• **Available records**:

++++++++

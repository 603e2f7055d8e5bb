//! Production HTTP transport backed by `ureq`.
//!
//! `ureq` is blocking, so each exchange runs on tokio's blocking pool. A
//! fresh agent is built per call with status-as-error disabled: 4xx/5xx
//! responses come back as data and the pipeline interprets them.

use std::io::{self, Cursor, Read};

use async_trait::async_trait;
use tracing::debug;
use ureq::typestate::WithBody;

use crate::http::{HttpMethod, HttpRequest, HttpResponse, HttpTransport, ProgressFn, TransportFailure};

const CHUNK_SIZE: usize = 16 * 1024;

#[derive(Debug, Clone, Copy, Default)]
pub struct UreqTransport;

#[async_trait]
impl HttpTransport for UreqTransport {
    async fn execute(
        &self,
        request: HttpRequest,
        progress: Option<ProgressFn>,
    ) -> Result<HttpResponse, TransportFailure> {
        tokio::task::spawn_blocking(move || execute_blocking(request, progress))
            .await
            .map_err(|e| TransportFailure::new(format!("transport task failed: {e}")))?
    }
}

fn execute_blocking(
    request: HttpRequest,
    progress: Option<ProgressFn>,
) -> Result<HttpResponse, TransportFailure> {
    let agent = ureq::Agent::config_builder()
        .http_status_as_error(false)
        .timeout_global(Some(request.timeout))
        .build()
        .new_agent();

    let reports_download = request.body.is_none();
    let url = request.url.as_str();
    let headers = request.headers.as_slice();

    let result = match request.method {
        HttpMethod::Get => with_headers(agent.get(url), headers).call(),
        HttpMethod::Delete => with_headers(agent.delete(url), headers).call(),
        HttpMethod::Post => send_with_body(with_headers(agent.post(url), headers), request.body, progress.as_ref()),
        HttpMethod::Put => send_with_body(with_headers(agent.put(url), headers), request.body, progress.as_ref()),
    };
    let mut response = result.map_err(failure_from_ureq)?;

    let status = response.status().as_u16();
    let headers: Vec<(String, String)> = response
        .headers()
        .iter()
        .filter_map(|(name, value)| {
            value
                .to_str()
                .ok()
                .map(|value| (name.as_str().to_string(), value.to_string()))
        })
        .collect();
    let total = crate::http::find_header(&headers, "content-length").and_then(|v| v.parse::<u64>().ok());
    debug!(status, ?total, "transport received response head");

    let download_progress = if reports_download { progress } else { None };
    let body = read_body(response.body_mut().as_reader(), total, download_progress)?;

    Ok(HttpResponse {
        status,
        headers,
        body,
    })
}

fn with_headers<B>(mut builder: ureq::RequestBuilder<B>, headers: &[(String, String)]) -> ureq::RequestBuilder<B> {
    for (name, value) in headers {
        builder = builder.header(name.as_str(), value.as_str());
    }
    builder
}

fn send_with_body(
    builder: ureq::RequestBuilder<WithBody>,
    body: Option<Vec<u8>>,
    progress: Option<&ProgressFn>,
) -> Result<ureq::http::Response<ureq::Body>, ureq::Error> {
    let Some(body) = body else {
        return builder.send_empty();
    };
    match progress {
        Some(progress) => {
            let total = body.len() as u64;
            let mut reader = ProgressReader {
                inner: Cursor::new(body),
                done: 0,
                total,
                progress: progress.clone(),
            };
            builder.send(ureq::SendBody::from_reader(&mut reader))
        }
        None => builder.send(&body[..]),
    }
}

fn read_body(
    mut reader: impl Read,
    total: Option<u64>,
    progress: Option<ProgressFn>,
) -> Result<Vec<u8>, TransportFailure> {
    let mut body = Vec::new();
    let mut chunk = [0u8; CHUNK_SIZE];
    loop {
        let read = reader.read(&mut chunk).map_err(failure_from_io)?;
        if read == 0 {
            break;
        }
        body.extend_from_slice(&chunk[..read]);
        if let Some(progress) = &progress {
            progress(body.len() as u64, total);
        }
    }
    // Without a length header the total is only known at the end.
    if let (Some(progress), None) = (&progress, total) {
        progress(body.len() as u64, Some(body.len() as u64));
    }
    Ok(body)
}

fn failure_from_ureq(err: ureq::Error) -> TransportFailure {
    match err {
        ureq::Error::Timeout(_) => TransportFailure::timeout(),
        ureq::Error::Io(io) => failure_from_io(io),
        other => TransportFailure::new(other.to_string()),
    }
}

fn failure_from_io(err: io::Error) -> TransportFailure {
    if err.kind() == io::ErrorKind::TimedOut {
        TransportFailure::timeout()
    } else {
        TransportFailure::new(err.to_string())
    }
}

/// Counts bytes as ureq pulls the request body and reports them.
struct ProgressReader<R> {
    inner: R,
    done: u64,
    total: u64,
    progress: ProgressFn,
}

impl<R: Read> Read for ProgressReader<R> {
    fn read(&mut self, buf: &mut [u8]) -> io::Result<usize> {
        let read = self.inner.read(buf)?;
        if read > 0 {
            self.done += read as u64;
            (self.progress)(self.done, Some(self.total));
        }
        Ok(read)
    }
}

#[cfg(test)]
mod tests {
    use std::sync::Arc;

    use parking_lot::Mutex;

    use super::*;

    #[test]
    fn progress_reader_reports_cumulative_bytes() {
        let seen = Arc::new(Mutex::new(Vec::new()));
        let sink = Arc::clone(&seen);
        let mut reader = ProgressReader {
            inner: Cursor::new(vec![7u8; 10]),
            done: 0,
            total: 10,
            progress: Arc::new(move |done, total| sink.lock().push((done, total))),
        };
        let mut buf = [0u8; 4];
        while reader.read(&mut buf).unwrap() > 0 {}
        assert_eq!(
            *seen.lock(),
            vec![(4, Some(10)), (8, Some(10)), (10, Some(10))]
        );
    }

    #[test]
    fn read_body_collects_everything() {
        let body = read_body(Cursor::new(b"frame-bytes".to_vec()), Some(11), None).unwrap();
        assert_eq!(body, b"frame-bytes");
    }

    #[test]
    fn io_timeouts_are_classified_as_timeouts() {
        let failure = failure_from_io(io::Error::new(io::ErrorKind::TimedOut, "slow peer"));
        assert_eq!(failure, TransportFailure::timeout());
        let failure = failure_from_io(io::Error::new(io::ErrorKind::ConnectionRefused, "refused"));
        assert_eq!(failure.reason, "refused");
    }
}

++++++++

• **Action item**: Output the entire listing exactly as it appears above.

• **Exercise result**:
repository 603e2f7055d8e5bb
//! Production HTTP transport backed by `ureq`.
//!
//! `ureq` is blocking, so each exchange runs on tokio's blocking pool. A
//! fresh agent is built per call with status-as-error disabled: 4xx/5xx
//! responses come back as data and the pipeline interprets them.

use std::io::{self, Cursor, Read};

use async_trait::async_trait;
use tracing::debug;
use ureq::typestate::WithBody;

use crate::http::{HttpMethod, HttpRequest, HttpResponse, HttpTransport, ProgressFn, TransportFailure};

const CHUNK_SIZE: usize = 16 * 1024;

#[derive(Debug, Clone, Copy, Default)]
pub struct UreqTransport;

#[async_trait]
impl HttpTransport for UreqTransport {
    async fn execute(
        &self,
        request: HttpRequest,
        progress: Option<ProgressFn>,
    ) -> Result<HttpResponse, TransportFailure> {
        tokio::task::spawn_blocking(move || execute_blocking(request, progress))
            .await
            .map_err(|e| TransportFailure::new(format!("transport task failed: {e}")))?
    }
}

fn execute_blocking(
    request: HttpRequest,
    progress: Option<ProgressFn>,
) -> Result<HttpResponse, TransportFailure> {
    let agent = ureq::Agent::config_builder()
        .http_status_as_error(false)
        .timeout_global(Some(request.timeout))
        .build()
        .new_agent();

    let reports_download = request.body.is_none();
    let url = request.url.as_str();
    let headers = request.headers.as_slice();

    let result = match request.method {
        HttpMethod::Get => with_headers(agent.get(url), headers).call(),
        HttpMethod::Delete => with_headers(agent.delete(url), headers).call(),
        HttpMethod::Post => send_with_body(with_headers(agent.post(url), headers), request.body, progress.as_ref()),
        HttpMethod::Put => send_with_body(with_headers(agent.put(url), headers), request.body, progress.as_ref()),
    };
    let mut response = result.map_err(failure_from_ureq)?;

    let status = response.status().as_u16();
    let headers: Vec<(String, String)> = response
        .headers()
        .iter()
        .filter_map(|(name, value)| {
            value
                .to_str()
                .ok()
                .map(|value| (name.as_str().to_string(), value.to_string()))
        })
        .collect();
    let total = crate::http::find_header(&headers, "content-length").and_then(|v| v.parse::<u64>().ok());
    debug!(status, ?total, "transport received response head");

    let download_progress = if reports_download { progress } else { None };
    let body = read_body(response.body_mut().as_reader(), total, download_progress)?;

    Ok(HttpResponse {
        status,
        headers,
        body,
    })
}

fn with_headers<B>(mut builder: ureq::RequestBuilder<B>, headers: &[(String, String)]) -> ureq::RequestBuilder<B> {
    for (name, value) in headers {
        builder = builder.header(name.as_str(), value.as_str());
    }
    builder
}

fn send_with_body(
    builder: ureq::RequestBuilder<WithBody>,
    body: Option<Vec<u8>>,
    progress: Option<&ProgressFn>,
) -> Result<ureq::http::Response<ureq::Body>, ureq::Error> {
    let Some(body) = body else {
        return builder.send_empty();
    };
    match progress {
        Some(progress) => {
            let total = body.len() as u64;
            let mut reader = ProgressReader {
                inner: Cursor::new(body),
                done: 0,
                total,
                progress: progress.clone(),
            };
            builder.send(ureq::SendBody::from_reader(&mut reader))
        }
        None => builder.send(&body[..]),
    }
}

fn read_body(
    mut reader: impl Read,
    total: Option<u64>,
    progress: Option<ProgressFn>,
) -> Result<Vec<u8>, TransportFailure> {
    let mut body = Vec::new();
    let mut chunk = [0u8; CHUNK_SIZE];
    loop {
        let read = reader.read(&mut chunk).map_err(failure_from_io)?;
        if read == 0 {
            break;
        }
        body.extend_from_slice(&chunk[..read]);
        if let Some(progress) = &progress {
            progress(body.len() as u64, total);
        }
    }
    // Without a length header the total is only known at the end.
    if let (Some(progress), None) = (&progress, total) {
        progress(body.len() as u64, Some(body.len() as u64));
    }
    Ok(body)
}

fn failure_from_ureq(err: ureq::Error) -> TransportFailure {
    match err {
        ureq::Error::Timeout(_) => TransportFailure::timeout(),
        ureq::Error::Io(io) => failure_from_io(io),
        other => TransportFailure::new(other.to_string()),
    }
}

fn failure_from_io(err: io::Error) -> TransportFailure {
    if err.kind() == io::ErrorKind::TimedOut {
        TransportFailure::timeout()
    } else {
        TransportFailure::new(err.to_string())
    }
}

/// Counts bytes as ureq pulls the request body and reports them.
struct ProgressReader<R> {
    inner: R,
    done: u64,
    total: u64,
    progress: ProgressFn,
}

impl<R: Read> Read for ProgressReader<R> {
    fn read(&mut self, buf: &mut [u8]) -> io::Result<usize> {
        let read = self.inner.read(buf)?;
        if read > 0 {
            self.done += read as u64;
            (self.progress)(self.done, Some(self.total));
        }
        Ok(read)
    }
}

#[cfg(test)]
mod tests {
    use std::sync::Arc;

    use parking_lot::Mutex;

    use super::*;

    #[test]
    fn progress_reader_reports_cumulative_bytes() {
        let seen = Arc::new(Mutex::new(Vec::new()));
        let sink = Arc::clone(&seen);
        let mut reader = ProgressReader {
            inner: Cursor::new(vec![7u8; 10]),
            done: 0,
            total: 10,
            progress: Arc::new(move |done, total| sink.lock().push((done, total))),
        };
        let mut buf = [0u8; 4];
        while reader.read(&mut buf).unwrap() > 0 {}
        assert_eq!(
            *seen.lock(),
            vec![(4, Some(10)), (8, Some(10)), (10, Some(10))]
        );
    }

    #[test]
    fn read_body_collects_everything() {
        let body = read_body(Cursor::new(b"frame-bytes".to_vec()), Some(11), None).unwrap();
        assert_eq!(body, b"frame-bytes");
    }

    #[test]
    fn io_timeouts_are_classified_as_timeouts() {
        let failure = failure_from_io(io::Error::new(io::ErrorKind::TimedOut, "slow peer"));
        assert_eq!(failure, TransportFailure::timeout());
        let failure = failure_from_io(io::Error::new(io::ErrorKind::ConnectionRefused, "refused"));
        assert_eq!(failure.reason, "refused");
    }
}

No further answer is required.